Ils se seraient sédentarisés aux îles Samoa et Tonga, vers le 1er millénaire av JC. C’est dans ces îles que se serait développée la société polynésienne ancestrale : apparition des notions de clan et d’appartenance tribale, d’une religion basée sur le culte des ancêtres, représentation de tiki, concepts du Mana (pouvoir d’influence sacrée) et du Tapu (interdiction spirituelle). La langue primitive « austronésienne » a évolué en deux langues distingues, l’une tongienne et l’autre samoane. Les décorations des poteries se sont raréfiées.

Ce n’est que dans les années 750 à 800 de notre ère, soit plus d’un millénaire d’écart, que ces peuples vont à nouveau migrer vers l’est, sans que l’on connaisse la raison de cette nouvelle migration : guerres, surpopulation, curiosité… On suppose qu’ils avaient acquis des connaissances de navigation astrale pour franchir plus de 1000 milles en plein océan Pacifique. Des vestiges de ces premières implantations ont été trouvés à Huahine et  Maupiti, aux îles Sous-le-Vent ; Ua Huka et Nuku Hiva aux Marquises. Mais la tradition orale retient Raiatea comme la première île habitée, connue sous le nom d’Hawaiki, Avaiki, Hava’i et, à ce titre, est appelée l’île sacrée.

5 Responses

  1. Philippe lobert

    Cet article nous rappelle d’excellents souvenirs d’une île que nous avons particulièrement appréciée.
    Merci de nous faire vivre une deuxième fois ce merveilleux voyage.
    Bon vent pour la suite.

  2. sylvie branchet

    magnifique article, merci à vous!
    j’ai appris plein de choses, et beaucoup rêvé!

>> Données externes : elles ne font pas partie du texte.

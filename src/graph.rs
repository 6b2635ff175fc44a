use std::{io,fs};
use std::fs::File;
use std::io::Write;
use std::path::Path;

use log::debug;
use serde::Serialize;
use serde_json::Value;
use unidecode::unidecode;

use super::date::IsoDate;
use super::error::Result;
use super::vaccinations::{Metric,VaccinationBundle};
use super::vaccine::Vaccine;


#[derive(Serialize,Clone,Copy,Debug,PartialEq)]
#[serde(rename_all = "lowercase")]
pub enum ChartType {
    Line,
    Bar,
}

#[derive(Serialize,Clone,Debug,PartialEq)]
#[serde(rename_all = "camelCase")]
pub struct Dataset<V> {
    pub name: String,
    pub chart_type: ChartType,
    pub values: Vec<V>,
}

#[derive(Serialize,Clone,Debug,PartialEq)]
pub struct Marker {
    pub label: String,
    pub value: f64,
    #[serde(rename = "type")]
    pub kind: String,
}

/// Chart data in the shape frappe-charts reads.
#[derive(Serialize,Clone,Debug,PartialEq)]
#[serde(rename_all = "camelCase")]
pub struct Chart<V> {
    pub labels: Vec<IsoDate>,
    pub datasets: Vec<Dataset<V>>,
    pub y_markers: Vec<Marker>,
}

impl<V> Chart<V> {

    /// An empty chart over `labels`. The solid marker at zero keeps
    /// the y axis from starting above it.
    pub fn new(labels: Vec<IsoDate>) -> Self {
	Chart {
	    labels,
	    datasets: Vec::new(),
	    y_markers: vec![Marker { label: String::new(), value: 0.0, kind: "solid".to_string() }],
	}
    }

    pub fn push(&mut self, name: &str, chart_type: ChartType, values: Vec<V>) {
	debug_assert_eq!(values.len(), self.labels.len());
	self.datasets.push(Dataset { name: name.to_string(), chart_type, values });
    }

}

#[cfg(test)]
impl<V> Chart<V> {

    pub fn dataset(&self, name: &str) -> Option<&Dataset<V>> {
	self.datasets.iter().find(|dataset| dataset.name == name)
    }

}


/// File name component for a region: ASCII, lower case, dashes.
pub fn slug(name: &str) -> String {
    unidecode(name).to_lowercase().split_whitespace().collect::<Vec<_>>().join("-")
}

pub fn write_json<T: Serialize>(path: &Path, value: &T) -> Result<()> {
    debug!("Writing {}", path.display());
    let mut out = io::BufWriter::new(File::create(path)?);
    serde_json::to_writer_pretty(out.by_ref(), value)?;
    writeln!(out)?;
    out.flush()?;
    Ok(())
}

pub fn write_text(path: &Path, text: &str) -> Result<()> {
    debug!("Writing {}", path.display());
    fs::write(path, text)?;
    Ok(())
}


static DOSE_COLUMNS: [(&str,Metric); 3] = [
    ("initialDoses", Metric::FirstDoses),
    ("finalDoses", Metric::SecondDoses),
    ("boosterDoses", Metric::BoosterDoses),
];

static PERSON_COLUMNS: [(&str,Metric); 3] = [
    ("onlyPartiallyVaccinated", Metric::OnlyPartiallyVaccinated),
    ("atLeastPartiallyVaccinated", Metric::AtLeastPartiallyVaccinated),
    ("fullyVaccinated", Metric::FullyVaccinated),
];

fn national_columns() -> impl Iterator<Item = &'static (&'static str,Metric)> {
    DOSE_COLUMNS.iter().chain(PERSON_COLUMNS.iter())
}

/// Per vaccine, "only partially" is left out.
fn vaccine_columns() -> impl Iterator<Item = &'static (&'static str,Metric)> {
    DOSE_COLUMNS.iter().chain(PERSON_COLUMNS[1..].iter())
}

/// The metrics behind the `*Percent` columns, in column order.
pub fn percent_metrics() -> impl Iterator<Item = Metric> {
    national_columns().map(|(_,metric)| *metric)
}

/// National sums for one day, as written to the national CSV.
/// `percents` follows `percent_metrics()`.
#[derive(Clone,Debug,PartialEq)]
pub struct NationalRow {
    pub date: IsoDate,
    pub bundle: VaccinationBundle,
    pub percents: Vec<f64>,
}

pub fn write_national_csv(path: &Path, rows: &[NationalRow]) -> Result<()> {

    debug!("Writing {}", path.display());
    let mut writer = csv::Writer::from_path(path)?;

    let mut header = vec!["date".to_string(), "totalDosesCumulative".to_string()];
    header.extend(national_columns().map(|(name,_)| format!("{}Cumulative", name)));
    for vaccine in Vaccine::ALL.iter() {
	header.extend(vaccine_columns().map(|(name,_)| format!("{}Cumulative{}", name, vaccine.column_suffix())));
    }
    header.extend(national_columns().map(|(name,_)| format!("{}Percent", name)));
    writer.write_record(&header)?;

    for row in rows {
	let mut record = vec![row.date.to_string(), row.bundle.doses.total().to_string()];
	record.extend(national_columns().map(|(_,metric)| row.bundle.value(*metric).to_string()));
	for vaccine in Vaccine::ALL.iter() {
	    record.extend(vaccine_columns().map(|(_,metric)| row.bundle.vaccine_value(*vaccine, *metric).to_string()));
	}
	record.extend(row.percents.iter().map(f64::to_string));
	writer.write_record(&record)?;
    }

    writer.flush()?;
    Ok(())

}


/// A chart placed on the index page.
pub struct PageChart {
    pub id: String,
    pub title: String,
    pub data: Value,
}

/// The contents of the index page, already formatted.
pub struct Page {
    pub title: String,
    pub published: String,
    pub headline: Vec<(String,String)>,
    pub table_header: Vec<String>,
    pub table_rows: Vec<Vec<String>>,
    pub charts: Vec<PageChart>,
}

fn escape(text: &str) -> String {
    text.replace('&', "&amp;").replace('<', "&lt;").replace('>', "&gt;")
}

pub fn write_index(path: &Path, page: &Page) -> Result<()> {

    debug!("Writing {}", path.display());
    let mut out = io::BufWriter::new(File::create(path)?);

    write!(out, "<!DOCTYPE html><html lang=\"en\"><head>")?;
    write!(out, "<meta charset=\"UTF-8\">")?;
    write!(out, "<meta name=\"viewport\" content=\"width=device-width, initial-scale=1\">")?;
    write!(out, "<title>{}</title>", escape(&page.title))?;
    write!(out, "<script src=\"https://cdn.jsdelivr.net/npm/frappe-charts@1.6.2/dist/frappe-charts.min.umd.js\"></script>")?;
    write!(out, "<style>body{{font-family:sans-serif;max-width:60em;margin:0 auto;padding:1em}}")?;
    write!(out, "table{{border-collapse:collapse}}td,th{{padding:.2em .6em;text-align:right}}")?;
    write!(out, "td:first-child,th:first-child{{text-align:left}}</style>")?;
    write!(out, "</head>")?;
    write!(out, "<body>")?;
    write!(out, "<h1>{}</h1>", escape(&page.title))?;
    write!(out, "<p>Last updated: <time>{}</time></p>", escape(&page.published))?;

    write!(out, "<dl>")?;
    for (label,value) in &page.headline {
	write!(out, "<dt>{}</dt><dd>{}</dd>", escape(label), escape(value))?;
    }
    write!(out, "</dl>")?;

    write!(out, "<table><thead><tr>")?;
    for column in &page.table_header {
	write!(out, "<th>{}</th>", escape(column))?;
    }
    write!(out, "</tr></thead><tbody>")?;
    for row in &page.table_rows {
	write!(out, "<tr>")?;
	for cell in row {
	    write!(out, "<td>{}</td>", escape(cell))?;
	}
	write!(out, "</tr>")?;
    }
    write!(out, "</tbody></table>")?;

    for chart in &page.charts {
	write!(out, "<h2>{}</h2><div id=\"{}\"></div>", escape(&chart.title), chart.id)?;
    }

    write!(out, "<script>")?;
    for chart in &page.charts {
	write!(out, "new frappe.Chart('#{}', {{type:'axis-mixed',height:300,", chart.id)?;
	write!(out, "axisOptions:{{xIsSeries:true}},lineOptions:{{hideDots:1,regionFill:0}},data:")?;
	serde_json::to_writer(out.by_ref(), &chart.data)?;
	write!(out, "}});")?;
    }
    write!(out, "</script>")?;
    write!(out, "</body></html>")?;
    writeln!(out)?;

    out.flush()?;
    Ok(())

}
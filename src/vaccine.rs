use std::collections::HashMap;
use std::ops::{Index,IndexMut};

use lazy_static::lazy_static;

use super::error::{Result,Error};


pub const VACCINE_COUNT: usize = 5;

#[derive(Clone,Copy,Debug,PartialEq,Eq,PartialOrd,Ord,Hash)]
pub enum Vaccine {
    AstraZeneca,
    BioNTech,
    JohnsonAndJohnson,
    Moderna,
    Novavax,
}

impl Vaccine {

    pub const ALL: [Vaccine; VACCINE_COUNT] = [
	Vaccine::AstraZeneca, Vaccine::BioNTech, Vaccine::JohnsonAndJohnson,
	Vaccine::Moderna, Vaccine::Novavax
    ];

    /// Identifier used by the raw RKI delivery export.
    pub fn id(self) -> &'static str {
	match self {
	    Self::AstraZeneca => "astra",
	    Self::BioNTech => "comirnaty",
	    Self::JohnsonAndJohnson => "johnson",
	    Self::Moderna => "moderna",
	    Self::Novavax => "novavax",
	}
    }

    pub fn label(self) -> &'static str {
	match self {
	    Self::AstraZeneca => "Oxford/AstraZeneca",
	    Self::BioNTech => "Pfizer/BioNTech",
	    Self::JohnsonAndJohnson => "Johnson & Johnson",
	    Self::Moderna => "Moderna",
	    Self::Novavax => "Novavax",
	}
    }

    /// Suffix of the per-product columns, e.g. `initialDosesCumulativeBioNTech`.
    pub fn column_suffix(self) -> &'static str {
	match self {
	    Self::AstraZeneca => "AstraZeneca",
	    Self::BioNTech => "BioNTech",
	    Self::JohnsonAndJohnson => "JohnsonAndJohnson",
	    Self::Moderna => "Moderna",
	    Self::Novavax => "Novavax",
	}
    }

    /// One dose completes the primary course.
    pub fn is_single_dose(self) -> bool {
	self == Self::JohnsonAndJohnson
    }

    /// Accepts the export id, the display label or the column suffix,
    /// case-insensitively.
    pub fn from_name(name: &str) -> Result<Vaccine> {
	VACCINE_BY_NAME.get(&name.trim().to_lowercase()).copied()
	    .ok_or_else(|| Error::UnknownVaccine(name.to_string()))
    }

}

lazy_static! {
    static ref VACCINE_BY_NAME: HashMap<String,Vaccine> = Vaccine::ALL.iter().flat_map(
	|v| vec![v.id(), v.label(), v.column_suffix()].into_iter()
	    .map(move |name| (name.to_lowercase(), *v))
    ).collect();
}


#[derive(Clone,Copy,Debug,Default,PartialEq)]
pub struct PerVaccine<T>([T; VACCINE_COUNT]);

impl<T> PerVaccine<T> {

    pub fn iter(&self) -> impl Iterator<Item = (Vaccine,&T)> {
	Vaccine::ALL.iter().copied().zip(self.0.iter())
    }

}

impl<T> Index<Vaccine> for PerVaccine<T> {
    type Output = T;
    fn index(&self, vaccine: Vaccine) -> &T {
	&self.0[vaccine as usize]
    }
}

impl<T> IndexMut<Vaccine> for PerVaccine<T> {
    fn index_mut(&mut self, vaccine: Vaccine) -> &mut T {
	&mut self.0[vaccine as usize]
    }
}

    Bon vent, et belles rencontres pour tous les 2.
    Bises
    Sylvie

    ps: Laurent a dévoré “Tout est ori” et je le déguste!

  3. Hosteing

    Qu’il fait bon « voyager » avec vous à la quête de lieux et de personnes authentiques dans des univers totalement inconnus du terrien que je suis.
    Grand merci aussi pour la qualité et la simplicité de votre partage.
    Bon vent…de retour, un jour.. chers Michel et Christine!
    Amitié
    François

  4. JP et Liliane

    Quelle île magnifique. Merci de nous rappeler tous ces beaux moments passés la bas. Une seule envie : sauter dans le premier avion pour aller nager dans le lagon.
    Bon vent et amitiés à tous les deux.